◆ Exercise material ◆
//! Read-through access to sorted collections.

use fieldx_plus::fx_plus;
use tracing::debug;
use tracing::error;
use tracing::warn;

use crate::cache::BlobRead;
use crate::catalog::Catalog;
use crate::context::RequestContext;
use crate::error::Error;
use crate::error::Result;
use crate::page::Page;
use crate::sort::Sort;
use crate::traits::CacheBackend;
use crate::traits::Store;
use crate::types::Record;
use crate::types::View;

/// Serves pages of a view out of its cached, fully sorted blob and fills the blob from the store on a miss.
#[fx_plus(child(Catalog<S, C>, rc_strong), sync, default(off))]
pub struct CollectionView<S, C>
where
    S: Store,
    C: CacheBackend,
{
}

/// Categories are only listed by name, ascending.
pub(crate) fn effective_sort(view: &View, sort: Sort) -> Sort {
    match view {
        View::Categories => Sort::NAME_ASC,
        _ => sort,
    }
}

impl<S, C> CollectionView<S, C>
where
    S: Store,
    C: CacheBackend,
{
    /// A page of `view` ordered by `sort`.
    pub async fn get(&self, ctx: &RequestContext, view: &View, sort: Sort, page: Page) -> Result<Vec<Record>> {
        let sequence = self.get_all(ctx, view, sort).await?;
        page.slice(&sequence)
    }

    /// The whole of `view` ordered by `sort`.
    pub async fn get_all(&self, ctx: &RequestContext, view: &View, sort: Sort) -> Result<Vec<Record>> {
        let catalog = self.parent();
        let access = catalog.access();
        let requested = sort;
        let sort = effective_sort(view, sort);
        if sort != requested {
            debug!("[{}] {view} is only kept in {sort} order, ignoring {requested}", catalog.name());
        }

        let Some(keys) = catalog.view_keys(ctx, view).await?
        else {
            return catalog.drain_sorted(ctx, view, sort).await;
        };
        let key = keys.blob(sort);
        match access.read_blob(ctx, &key).await? {
            BlobRead::Hit(mut records) => {
                if !sort.is_sorted(&records) {
                    warn!("[{}] cached '{key}' is out of order, sorting it", catalog.name());
                    sort.apply(&mut records);
                }
                return Ok(records);
            }
            BlobRead::Corrupt(err) => {
                error!("[{}] failing read of {view}: {err}", catalog.name());
                return Err(Error::Internal(format!("corrupt cache entry '{key}': {err}")));
            }
            BlobRead::Miss | BlobRead::Unknown => (),
        }

        let locks = catalog.locks();
        let epoch = locks.epoch();
        let records = catalog.drain_sorted(ctx, view, sort).await?;

        let quantity_key = keys.count();
        let _view_guard = ctx.run(locks.lock(&quantity_key)).await?;
        if locks.epoch() != epoch {
            debug!("[{}] catalog changed while {view} was read, not caching it", catalog.name());
            return Ok(records);
        }
        access.write_blob(ctx, &key, &records).await?;
        access.write_count(ctx, &quantity_key, records.len() as u64).await?;
        catalog.telemetry().fill();
        debug!("[{}] filled '{key}' with {} record(s)", catalog.name(), records.len());

        Ok(records)
    }
}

◆ Aim of the exercise ◆
What lines in the data include the string "access"? Copy each one.

◆ Reply to the exercise ◆
//! Read-through access to sorted collections.
        let access = catalog.access();
        match access.read_blob(ctx, &key).await? {
        access.write_blob(ctx, &key, &records).await?;
        access.write_count(ctx, &quantity_key, records.len() as u64).await?;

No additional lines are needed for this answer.